A Associação Hospitalar Santa Rosália, de Teófilo Otoni (MG), firmou Termo de Ajustamento de Conduta com o Ministério Público do Trabalho para garantir a inclusão de portadores de deficiência ou reabilitados em seu quadro de funcionários.
Com o acordo, cerca de vinte pessoas portadoras de deficiência serão contratadas pela empresa, que tem até o mês de maio para cumprir a obrigação. O número é referente ao percentual previsto na Lei 8.213/91, para estabelecimentos com mais de 500 funcionários.
O procurador do Trabalho Renato Silva Baptista, do Ofício de Teófilo Otoni, explica que a associação hospitalar deve realizar as contratações na medida em que os postos de trabalho forem vagando, por dispensa ou aposentadoria, e que deve dar preferência a funcionários da empresa reabilitados pelo INSS. O número de portadores de deficiência deve ser mantido, não podendo o hospital dispensá-los sem que outro trabalhador nessa condição seja contratado.
Segundo o procurador, a empresa pode promover cursos de capacitação e diagnosticar as funções que permitam o exercício de pessoas portadoras de deficiência.

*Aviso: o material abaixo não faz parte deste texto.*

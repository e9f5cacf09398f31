//! Declarative tool parameter schemas.
//!
//! Tool descriptors carry a typed schema instead of free-form keyword
//! arguments: a flat object with named fields, each a scalar, array, or
//! object kind, optionally restricted to an enumerated value set. The
//! dispatcher validates every `tools/call` against the schema centrally and
//! rejects mismatches with a field-level message; handlers only ever see
//! arguments that passed.
//!
//! Schemas render to JSON Schema for `tools/list`.

use crate::error::{ToolError, ToolResult};
use serde_json::{json, Map, Value};

/// The type of a single parameter field.
#[derive(Debug, Clone, PartialEq)]
pub enum ParamKind {
    String,
    Integer,
    Number,
    Boolean,
    Array(Box<ParamKind>),
    Object,
    /// Unconstrained; used for heterogeneous array items.
    Any,
}

impl ParamKind {
    fn json_type(&self) -> &'static str {
        match self {
            Self::String => "string",
            Self::Integer => "integer",
            Self::Number => "number",
            Self::Boolean => "boolean",
            Self::Array(_) => "array",
            Self::Object => "object",
            Self::Any => "",
        }
    }

    fn matches(&self, value: &Value) -> bool {
        match self {
            Self::String => value.is_string(),
            Self::Integer => value.is_i64() || value.is_u64(),
            Self::Number => value.is_number(),
            Self::Boolean => value.is_boolean(),
            Self::Array(item) => value
                .as_array()
                .is_some_and(|items| items.iter().all(|v| item.matches(v))),
            Self::Object => value.is_object(),
            Self::Any => true,
        }
    }
}

/// One named field in a parameter schema.
#[derive(Debug, Clone)]
pub struct ParamField {
    pub name: &'static str,
    pub kind: ParamKind,
    pub description: &'static str,
    pub required: bool,
    pub allowed: Option<Vec<&'static str>>,
    pub default: Option<Value>,
}

impl ParamField {
    pub fn required(name: &'static str, kind: ParamKind, description: &'static str) -> Self {
        Self {
            name,
            kind,
            description,
            required: true,
            allowed: None,
            default: None,
        }
    }

    pub fn optional(name: &'static str, kind: ParamKind, description: &'static str) -> Self {
        Self {
            name,
            kind,
            description,
            required: false,
            allowed: None,
            default: None,
        }
    }

    /// Restrict a string field to an enumerated value set.
    pub fn one_of(mut self, values: &[&'static str]) -> Self {
        self.allowed = Some(values.to_vec());
        self
    }

    /// Value substituted when the caller omits the field.
    pub fn with_default(mut self, value: Value) -> Self {
        self.default = Some(value);
        self
    }
}

/// A flat object schema: the only parameter shape tools accept.
#[derive(Debug, Clone, Default)]
pub struct ParamSchema {
    fields: Vec<ParamField>,
}

impl ParamSchema {
    pub fn new() -> Self {
        Self::default()
    }

    pub fn field(mut self, field: ParamField) -> Self {
        self.fields.push(field);
        self
    }

    pub fn fields(&self) -> &[ParamField] {
        &self.fields
    }

    /// Validate arguments, returning the argument map with defaults applied.
    ///
    /// Fails with a message naming the offending field. Unknown fields are
    /// rejected rather than silently dropped.
    pub fn validate(&self, args: &Value) -> ToolResult<Map<String, Value>> {
        let mut map = match args {
            Value::Null => Map::new(),
            Value::Object(map) => map.clone(),
            other => {
                return Err(ToolError::InvalidArguments(format!(
                    "arguments must be an object, got {}",
                    json_type_name(other)
                )))
            }
        };

        for key in map.keys() {
            if !self.fields.iter().any(|f| f.name == key) {
                return Err(ToolError::InvalidArguments(format!(
                    "unknown field `{}`",
                    key
                )));
            }
        }

        for field in &self.fields {
            match map.get(field.name) {
                None | Some(Value::Null) => {
                    if let Some(default) = &field.default {
                        map.insert(field.name.to_string(), default.clone());
                    } else if field.required {
                        return Err(ToolError::InvalidArguments(format!(
                            "missing required field `{}`",
                            field.name
                        )));
                    } else {
                        map.remove(field.name);
                    }
                }
                Some(value) => {
                    if !field.kind.matches(value) {
                        return Err(ToolError::InvalidArguments(format!(
                            "field `{}` must be {}, got {}",
                            field.name,
                            field.kind.json_type(),
                            json_type_name(value)
                        )));
                    }
                    if let Some(allowed) = &field.allowed {
                        let ok = value
                            .as_str()
                            .is_some_and(|s| allowed.iter().any(|a| *a == s));
                        if !ok {
                            return Err(ToolError::InvalidArguments(format!(
                                "field `{}` must be one of [{}]",
                                field.name,
                                allowed.join(", ")
                            )));
                        }
                    }
                }
            }
        }

        Ok(map)
    }

    /// Render as JSON Schema for the `tools/list` wire format.
    pub fn to_json_schema(&self) -> Value {
        let mut properties = Map::new();
        let mut required = Vec::new();

        for field in &self.fields {
            let mut prop = Map::new();
            if !matches!(field.kind, ParamKind::Any) {
                prop.insert("type".into(), json!(field.kind.json_type()));
            }
            if !field.description.is_empty() {
                prop.insert("description".into(), json!(field.description));
            }
            if let ParamKind::Array(item) = &field.kind {
                let items = if matches!(**item, ParamKind::Any) {
                    json!({})
                } else {
                    json!({ "type": item.json_type() })
                };
                prop.insert("items".into(), items);
            }
            if let Some(allowed) = &field.allowed {
                prop.insert("enum".into(), json!(allowed));
            }
            if let Some(default) = &field.default {
                prop.insert("default".into(), default.clone());
            }
            properties.insert(field.name.to_string(), Value::Object(prop));

            if field.required {
                required.push(field.name);
            }
        }

        json!({
            "type": "object",
            "properties": properties,
            "required": required,
        })
    }
}

fn json_type_name(value: &Value) -> &'static str {
    match value {
        Value::Null => "null",
        Value::Bool(_) => "boolean",
        Value::Number(_) => "number",
        Value::String(_) => "string",
        Value::Array(_) => "array",
        Value::Object(_) => "object",
    }
}

// Typed accessors for validated argument maps. Tools call these after the
// dispatcher has validated, so a miss is a contract bug, not user input.

pub fn str_arg<'a>(args: &'a Map<String, Value>, name: &str) -> ToolResult<&'a str> {
    args.get(name)
        .and_then(Value::as_str)
        .ok_or_else(|| ToolError::Internal(format!("validated field `{}` missing", name)))
}

pub fn opt_str_arg<'a>(args: &'a Map<String, Value>, name: &str) -> Option<&'a str> {
    args.get(name).and_then(Value::as_str)
}

pub fn opt_u64_arg(args: &Map<String, Value>, name: &str) -> ToolResult<Option<u64>> {
    match args.get(name) {
        None => Ok(None),
        Some(value) => value
            .as_u64()
            .map(Some)
            .ok_or_else(|| ToolError::InvalidArguments(format!("field `{}` must be >= 0", name))),
    }
}

pub fn bool_arg(args: &Map<String, Value>, name: &str, default: bool) -> bool {
    args.get(name).and_then(Value::as_bool).unwrap_or(default)
}

#[cfg(test)]
mod tests {
    use super::*;

    fn sample() -> ParamSchema {
        ParamSchema::new()
            .field(ParamField::required(
                "path",
                ParamKind::String,
                "File to read",
            ))
            .field(
                ParamField::optional("limit", ParamKind::Integer, "Max entries")
                    .with_default(json!(100)),
            )
            .field(
                ParamField::optional("mode", ParamKind::String, "Render mode")
                    .one_of(&["plain", "numbered"]),
            )
    }

    #[test]
    fn accepts_valid_arguments_and_applies_defaults() {
        let args = sample().validate(&json!({ "path": "/tmp/a" })).unwrap();
        assert_eq!(args["path"], "/tmp/a");
        assert_eq!(args["limit"], 100);
        assert!(!args.contains_key("mode"));
    }

    #[test]
    fn rejects_missing_required_field() {
        let err = sample().validate(&json!({})).unwrap_err();
        assert!(err.to_string().contains("`path`"));
    }

    #[test]
    fn rejects_wrong_type_with_field_name() {
        let err = sample()
            .validate(&json!({ "path": "/tmp/a", "limit": "ten" }))
            .unwrap_err();
        assert!(err.to_string().contains("`limit`"));
        assert!(err.to_string().contains("integer"));
    }

    #[test]
    fn rejects_unknown_field() {
        let err = sample()
            .validate(&json!({ "path": "/tmp/a", "bogus": 1 }))
            .unwrap_err();
        assert!(err.to_string().contains("`bogus`"));
    }

    #[test]
    fn rejects_value_outside_enumeration() {
        let err = sample()
            .validate(&json!({ "path": "/tmp/a", "mode": "fancy" }))
            .unwrap_err();
        assert!(err.to_string().contains("one of"));
    }

    #[test]
    fn null_arguments_mean_empty_object() {
        let schema = ParamSchema::new().field(ParamField::optional(
            "limit",
            ParamKind::Integer,
            "Max entries",
        ));
        assert!(schema.validate(&Value::Null).is_ok());
    }

    #[test]
    fn array_kind_checks_item_types() {
        let schema = ParamSchema::new().field(ParamField::required(
            "names",
            ParamKind::Array(Box::new(ParamKind::String)),
            "Names",
        ));
        assert!(schema.validate(&json!({ "names": ["a", "b"] })).is_ok());
        assert!(schema.validate(&json!({ "names": ["a", 3] })).is_err());
    }

    #[test]
    fn renders_json_schema() {
        let rendered = sample().to_json_schema();
        assert_eq!(rendered["type"], "object");
        assert_eq!(rendered["properties"]["path"]["type"], "string");
        assert_eq!(rendered["properties"]["mode"]["enum"][0], "plain");
        assert_eq!(rendered["required"][0], "path");
    }
}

Pelo acordo, o hospital também se obriga a adaptar seu meio ambiente para garantir condições satisfatórias de trabalho.
Para combater a discriminação, a empresa deve promover palestras a todos os funcionários com esclarecimentos sobre como lidar com deficiências no ambiente de trabalho, com o intuito de valorizar a diversidade.
Se descumprir o acordo, a Associação Hospitalar Santa Rosália pode pagar multas que variam de R$500 a R$ 3 mil reais. Os valores são reversíveis ao FAT – Fundo de Amparo ao Trabalhador.